Review: Sony Ericsson P800

Cellular phone technology is advancing at an increasingly quickened speed. Necessity blends inconceivably with lavishness, presenting a new breed of communication devices. Mobile phones are no longer the oversized behemoths you may remember fumbling with only five years ago. Companies such as Samsung, Nokia and Motorola are designing state of the art products that increase voice clarity, pocket size and downright sexiness.

The Sony Ericsson P800, although not as concerned with size, is a conglomerate of literally dozens of functionalities. It includes enticing features such as a digital camera, MP3 and MPEG-4 playback, a USB synchronization dock and PDA capability – along side the usual phone attributes.

As a digital camera, the P800 delivers mixed feelings. The fact that you have a camera with you at all times in such a small format is a notable aspect. A camera button, strategically positioned on the top right side of the phone for quick and easy use, acts as a hotkey for launching the CommuniCam imaging program as well as the shutter.

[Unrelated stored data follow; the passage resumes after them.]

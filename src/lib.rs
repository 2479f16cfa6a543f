//! focuslog - a focus-session timer and aggregator
//!
//! Tracks one active focus session at a time with pause/resume, totals focus
//! time over calendar windows and per work item, and syncs sessions to a
//! remote store through a durable offline outbox.

#![deny(unsafe_code)]
#![deny(clippy::unwrap_used)]
#![deny(clippy::expect_used)]
#![warn(clippy::pedantic)]
#![warn(clippy::nursery)]
#![allow(clippy::module_name_repetitions)]

pub mod cli;
pub mod config;
pub mod core;
pub mod error;
pub mod features;
pub mod output;
pub mod storage;

pub use cli::args::{Cli, Commands, OutputFormat};
pub use error::FocusError;
pub use features::focus::{SessionTracker, Transition};
pub use features::sync::PersistOutcome;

Once the CommuniCam is activated, it is a one-click process to snap a still and save it to disk. Pictures can be stored on the internal 16 MB inbuilt storage or an external memory stick card. That said, the CommuniCam is a testament to the cameras that are present in today’s line of cellular phones: poor resolutions and pixelization. The P800 boasts some nice features for a simple camera: a night mode, mute shutter and delay timer. However, we found that the “night mode” does little when taking pictures in dim lit areas and forget all hope of snapping photos in the dark. The camera is for entertainment value only – don’t expect a replacement for your Canon Powershot G5 just yet.

Sony paid close attention to the P800’s size and its 4.6 inches in height provide a condensed form when compared with the standard smart phone. It is 2.3 inches wide, has a depth of 1 inch and weighs in at a reasonable 5.5 ounces. Available in Electric Blue or Mineral Gray, it is a sharp looking device. With the optional keyboard open or removed, this trendy Ericsson possesses a 16-line, 4,096 colour display acting as a fully functional PDA. Movements in the Symbian OS can be directed by way of the stylus or any other screen-sensitive means.

The Symbian platform enables P800 users to download java and C++ apps to the phone. Accessing the latest content available is a snap with the highband connectivity function.

The second button under the grey CommuniCam key allows users to launch their WAP browser in an efficient, one step process. The P800’s keyboard and stylus are translucent; the stylus acts as a shield for the memory card that is inserted beneath it, into the side. Some may find that the keyboard inhibits the asthetics of the P800.
Removing the numerical keypad, it takes on the looks of a PDA in a phone’s body, producing an eye-catching form. The keys are rather troublesome to use anyway because of their size and stiffness. Most users will find themselves accessing the Ericsson’s menu more than the keyboard itself, forcing you to flip the panel back and forth, which could have been an easily avoidable nuisance.

Chock full of useful utilities, the P800 includes: conference calling, voicemail, text messaging, caller id, picture id, an alarm, a phone book (which can be updated via USB with Outlook), a calender, memos and a viewer (capable of viewing PDF and PowerPoint presentations). The built-in browser is configured for WAP and XHTML capable websites. Finally, for the phone that it primarily is, the P800 features voice activated dialing, a voice recorder and speaker phone. You can even snap pictures of your friends and assign their images to the contacts in your phonebook. That way, when an incoming call is highlighted, their image appears along with their name and number.

When the fanciful trimmings are removed, the Ericsson P800 is a phone at heart. With Tri-Band calling, the P800 is capable of operating on three separate GSM lines of digital communication – 1900, 1800 and 900. GSM uses narrowband TDMA (or Time Division Multiple Access), splicing multiple calls onto the same data transmission. Simply put, Tri-Band takes this system and perfects it, allowing high-quality calling from just about anywhere in the world – though the highest levels are reached in Europe and Asia.

Hearing all the digital marvel surrounding this phone, we had pre-emptive expectations for its performance. Yet, in testing it through the Fido service in Canada, it lacked the glass-like clarity other GSM-enabled phones had produced. It was obvious to the recipients of calls placed from the P800 that they were being called from a cell. Furthermore, volume levels would fluctuate occasionally and calls would fail to place. This could be more of a failing of the Fido network than the phone itself, but it was disappointing nonetheless.

This not to diminish its abilities, as the Sony Ericsson is a fine cell phone. It generally produced acceptable voice quality and its signal range would be far higher than many other cells in the same area. Additionally, the reports on the P800’s performance have varied depending on the demographics involved. As is typical with mobile phones, your service will fluctuate depending on what plan and provider you choose. However, the multitude of other uses the P800 has can substitute for it’s exorbitant price.